A burden I need not carry

We’ve just celebrated Easter… but I’m left thinking about Maundy Thursday and the word God spoke to me during our church’s service that evening.

I really didn’t want to go to the service, with its focus on Christ’s final days, his death, and burial. Anything related to death makes me uneasy lately, and I often land in a place of sad contemplation about my own mortality, which I’d prefer to avoid, thank you.

I was ready to skip the service, but thanks to a rain-out of my son’s sporting event, I had no excuse. Out of duty I went, fully expecting to become emotional at some point and leave feeling burdened and depressed. When I arrived to find the only light was from candles that we’d extinguish one by one throughout a tenebrae service, my sense of dread intensified.

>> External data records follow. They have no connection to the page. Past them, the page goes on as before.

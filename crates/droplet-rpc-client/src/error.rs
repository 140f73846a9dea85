// SPDX-License-Identifier: Apache-2.0
// © James Ross Ω FLYING•ROBOTS <https://github.com/flyingrobots>
use droplet_playback::FetchError;
use thiserror::Error;

/// Failures while calling the simulator.
#[derive(Debug, Error)]
pub enum RpcError {
    /// HTTP transport failed (connect, timeout, body read).
    #[error("http transport failed: {0}")]
    Http(#[from] reqwest::Error),
    /// Server answered with a non-success HTTP status.
    #[error("server answered HTTP {0}")]
    Status(u16),
    /// Body was not a JSON-RPC response carrying droplet info.
    #[error("malformed response: {0}")]
    Json(#[from] serde_json::Error),
    /// Server returned a JSON-RPC `error` member.
    #[error("server rejected call ({code}): {message}")]
    Rejected {
        /// JSON-RPC error code.
        code: i64,
        /// JSON-RPC error message.
        message: String,
    },
    /// Response carried neither `result` nor `error`.
    #[error("response carried neither result nor error")]
    MissingResult,
    /// Response answered a different request.
    #[error("response id {got} does not match request {expected}")]
    IdMismatch {
        /// Id sent with the request.
        expected: u64,
        /// Id found in the response.
        got: u64,
    },
}

impl From<RpcError> for FetchError {
    fn from(err: RpcError) -> Self {
        match err {
            RpcError::Http(_) | RpcError::Status(_) => Self::Transport(err.to_string()),
            RpcError::Rejected { code, message } => Self::Rejected { code, message },
            RpcError::Json(_) | RpcError::MissingResult | RpcError::IdMismatch { .. } => {
                Self::Malformed(err.to_string())
            }
        }
    }
}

Instead, what I experienced was a release. During a time of reflection, I felt God illuminating within me an understanding that I’ve been focused for too long on death—my own, that is—and it was time to lay that down. I felt suddenly quite at peace, and somehow lighter.

backpack

When I got the diagnosis of metastatic breast cancer, I mentally and emotionally packed up what I thought I knew of my eventual demise into a tidy pack, and I’ve carried it along with me every day since, sometimes adding to its contents along the way. Some days that pack has been just a subtle weight pressing on my mind and emotions, some days it has been heavier than I can bear, and some days I’ve almost forgotten it was there. But it has been an ever-present accessory.

In our gathering, it was as though God was asking, “Will you let me carry that for you?” In that moment, I let him take it.

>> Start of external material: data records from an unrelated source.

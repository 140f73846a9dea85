// SPDX-License-Identifier: Apache-2.0
// © James Ross Ω FLYING•ROBOTS <https://github.com/flyingrobots>
//! Config port shared by droplet tools.

use crate::config::{ConfigStore, PrefsService};
use crate::prefs::ViewerPrefs;
use tracing::warn;

/// Config-facing port for loading/saving viewer preferences.
pub trait ConfigPort {
    /// Load viewer preferences (returns None if missing or unreadable).
    fn load_prefs(&self) -> Option<ViewerPrefs>;
    /// Persist viewer preferences (best-effort; failures are logged).
    fn save_prefs(&self, prefs: &ViewerPrefs);
}

impl<S: ConfigStore> ConfigPort for PrefsService<S> {
    fn load_prefs(&self) -> Option<ViewerPrefs> {
        match self.load() {
            Ok(prefs) => prefs,
            Err(err) => {
                warn!(%err, key = self.key(), "ignoring unreadable viewer prefs");
                None
            }
        }
    }

    fn save_prefs(&self, prefs: &ViewerPrefs) {
        if let Err(err) = self.save(prefs) {
            warn!(%err, key = self.key(), "failed to save viewer prefs");
        }
    }
}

And by the end of the service, I was convicted that Jesus did not go to the cross and rise to new life so that I may waste time pondering my own end. He died and rose again and filled me with his spirit so that I may have abundant life—now and until the moment I draw my last earthly breath and even into eternity. And as for the last breath part, I don’t get to know when that will be or what it will look like, and any energy I spend contemplating that is energy I’m not spending living fully.

I’m sure I’ll wrestle the metaphorical pack away from God and insist on carrying it myself again. I’m stubborn that way. But maybe the realization of what I’m doing will come more swiftly each time I snatch it back and feel its weight. And maybe one day, through prayer and practice, I’ll fully surrender it.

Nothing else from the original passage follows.